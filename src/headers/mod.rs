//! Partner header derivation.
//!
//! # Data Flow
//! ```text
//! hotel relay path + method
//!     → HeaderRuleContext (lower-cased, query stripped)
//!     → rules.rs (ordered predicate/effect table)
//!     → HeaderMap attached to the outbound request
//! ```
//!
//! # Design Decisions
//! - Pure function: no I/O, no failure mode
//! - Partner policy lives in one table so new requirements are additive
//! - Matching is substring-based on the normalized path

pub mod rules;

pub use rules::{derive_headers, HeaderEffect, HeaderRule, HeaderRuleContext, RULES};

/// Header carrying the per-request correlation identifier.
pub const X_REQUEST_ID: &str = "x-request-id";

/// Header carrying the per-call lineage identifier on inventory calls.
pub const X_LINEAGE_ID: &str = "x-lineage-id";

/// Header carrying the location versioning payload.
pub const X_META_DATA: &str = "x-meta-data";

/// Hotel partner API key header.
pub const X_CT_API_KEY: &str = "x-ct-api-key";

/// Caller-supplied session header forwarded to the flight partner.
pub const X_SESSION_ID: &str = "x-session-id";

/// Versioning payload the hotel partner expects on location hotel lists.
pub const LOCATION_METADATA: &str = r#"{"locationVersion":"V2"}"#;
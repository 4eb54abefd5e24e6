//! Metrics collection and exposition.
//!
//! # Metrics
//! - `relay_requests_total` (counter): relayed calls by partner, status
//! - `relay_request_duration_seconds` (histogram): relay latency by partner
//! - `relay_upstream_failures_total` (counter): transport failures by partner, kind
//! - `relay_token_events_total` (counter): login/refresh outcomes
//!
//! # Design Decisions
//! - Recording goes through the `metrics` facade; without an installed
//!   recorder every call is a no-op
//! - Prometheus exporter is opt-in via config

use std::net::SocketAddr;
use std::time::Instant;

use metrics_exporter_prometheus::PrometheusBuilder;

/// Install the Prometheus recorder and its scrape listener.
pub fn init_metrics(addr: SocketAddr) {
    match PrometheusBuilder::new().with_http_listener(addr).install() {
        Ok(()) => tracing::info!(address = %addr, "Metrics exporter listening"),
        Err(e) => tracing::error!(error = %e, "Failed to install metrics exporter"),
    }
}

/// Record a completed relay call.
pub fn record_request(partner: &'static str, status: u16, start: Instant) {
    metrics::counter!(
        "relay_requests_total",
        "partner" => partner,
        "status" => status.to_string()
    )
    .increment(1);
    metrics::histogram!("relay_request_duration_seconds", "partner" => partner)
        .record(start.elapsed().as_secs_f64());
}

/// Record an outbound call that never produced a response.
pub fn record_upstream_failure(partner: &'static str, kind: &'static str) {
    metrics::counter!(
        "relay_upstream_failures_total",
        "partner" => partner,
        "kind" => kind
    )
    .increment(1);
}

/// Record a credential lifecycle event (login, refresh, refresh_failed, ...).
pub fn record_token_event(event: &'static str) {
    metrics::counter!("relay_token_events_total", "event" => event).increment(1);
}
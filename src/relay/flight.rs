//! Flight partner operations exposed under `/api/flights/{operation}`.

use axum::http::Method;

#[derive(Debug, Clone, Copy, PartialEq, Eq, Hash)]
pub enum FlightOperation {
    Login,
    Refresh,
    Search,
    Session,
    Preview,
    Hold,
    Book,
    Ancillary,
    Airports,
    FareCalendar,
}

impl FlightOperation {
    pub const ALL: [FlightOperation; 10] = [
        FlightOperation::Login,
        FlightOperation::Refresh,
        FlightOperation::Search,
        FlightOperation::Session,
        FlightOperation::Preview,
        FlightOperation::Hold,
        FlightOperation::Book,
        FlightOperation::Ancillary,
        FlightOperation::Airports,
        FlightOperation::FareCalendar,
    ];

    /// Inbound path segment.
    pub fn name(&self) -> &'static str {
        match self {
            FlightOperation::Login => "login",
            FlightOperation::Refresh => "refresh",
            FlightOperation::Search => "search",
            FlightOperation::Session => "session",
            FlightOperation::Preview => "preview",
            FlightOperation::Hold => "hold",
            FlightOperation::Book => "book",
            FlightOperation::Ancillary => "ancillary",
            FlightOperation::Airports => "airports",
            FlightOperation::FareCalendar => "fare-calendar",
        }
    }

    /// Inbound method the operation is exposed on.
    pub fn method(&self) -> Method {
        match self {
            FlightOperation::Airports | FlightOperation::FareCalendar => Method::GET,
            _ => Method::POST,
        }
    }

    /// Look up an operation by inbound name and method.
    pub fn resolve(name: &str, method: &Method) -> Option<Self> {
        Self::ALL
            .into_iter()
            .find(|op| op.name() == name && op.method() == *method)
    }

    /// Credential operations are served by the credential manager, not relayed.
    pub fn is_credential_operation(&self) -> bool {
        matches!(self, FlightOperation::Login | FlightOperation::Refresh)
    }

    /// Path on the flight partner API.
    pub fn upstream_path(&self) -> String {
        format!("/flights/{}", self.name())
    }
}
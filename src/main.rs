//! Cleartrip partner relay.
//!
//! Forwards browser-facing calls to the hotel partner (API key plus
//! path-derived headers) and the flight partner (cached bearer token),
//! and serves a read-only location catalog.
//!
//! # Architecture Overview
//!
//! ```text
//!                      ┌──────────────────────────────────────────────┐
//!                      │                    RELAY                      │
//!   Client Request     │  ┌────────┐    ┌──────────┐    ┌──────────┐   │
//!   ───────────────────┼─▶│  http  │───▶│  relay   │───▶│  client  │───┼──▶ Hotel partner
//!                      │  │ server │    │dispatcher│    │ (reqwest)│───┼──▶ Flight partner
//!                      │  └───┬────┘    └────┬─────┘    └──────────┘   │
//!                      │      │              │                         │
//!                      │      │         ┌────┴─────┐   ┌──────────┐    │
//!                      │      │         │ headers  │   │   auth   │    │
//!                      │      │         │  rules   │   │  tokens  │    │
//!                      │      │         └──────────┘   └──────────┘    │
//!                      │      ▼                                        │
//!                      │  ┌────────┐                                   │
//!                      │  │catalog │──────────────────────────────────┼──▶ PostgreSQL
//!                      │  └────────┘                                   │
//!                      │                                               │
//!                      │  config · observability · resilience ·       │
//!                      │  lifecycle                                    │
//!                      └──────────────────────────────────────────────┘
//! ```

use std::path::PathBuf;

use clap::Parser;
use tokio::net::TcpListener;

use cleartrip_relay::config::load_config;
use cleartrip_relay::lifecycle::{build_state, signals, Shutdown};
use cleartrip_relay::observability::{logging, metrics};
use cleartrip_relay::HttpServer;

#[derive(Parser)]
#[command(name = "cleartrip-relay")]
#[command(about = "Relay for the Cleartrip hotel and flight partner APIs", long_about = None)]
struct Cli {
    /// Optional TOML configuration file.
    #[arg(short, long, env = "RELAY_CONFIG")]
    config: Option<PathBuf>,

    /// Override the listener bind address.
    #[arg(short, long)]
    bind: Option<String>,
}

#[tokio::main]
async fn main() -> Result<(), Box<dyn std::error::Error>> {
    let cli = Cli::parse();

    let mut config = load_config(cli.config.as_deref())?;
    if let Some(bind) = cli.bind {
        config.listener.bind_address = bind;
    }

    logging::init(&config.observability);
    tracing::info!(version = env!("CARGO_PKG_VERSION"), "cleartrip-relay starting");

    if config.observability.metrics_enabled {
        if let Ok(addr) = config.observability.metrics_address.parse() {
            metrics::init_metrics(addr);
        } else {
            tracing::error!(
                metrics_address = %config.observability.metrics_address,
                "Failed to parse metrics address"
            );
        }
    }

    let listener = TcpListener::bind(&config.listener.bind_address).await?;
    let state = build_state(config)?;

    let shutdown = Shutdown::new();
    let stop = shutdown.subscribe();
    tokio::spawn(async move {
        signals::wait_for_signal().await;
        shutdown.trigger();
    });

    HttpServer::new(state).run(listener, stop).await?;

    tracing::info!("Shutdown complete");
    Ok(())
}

==================================================

◆ Assignment:
Lines with "tokio" in them are what the answer must contain; copy each from the records above.

◆ Solution to this task:
use tokio::net::TcpListener;
#[tokio::main]
    tokio::spawn(async move {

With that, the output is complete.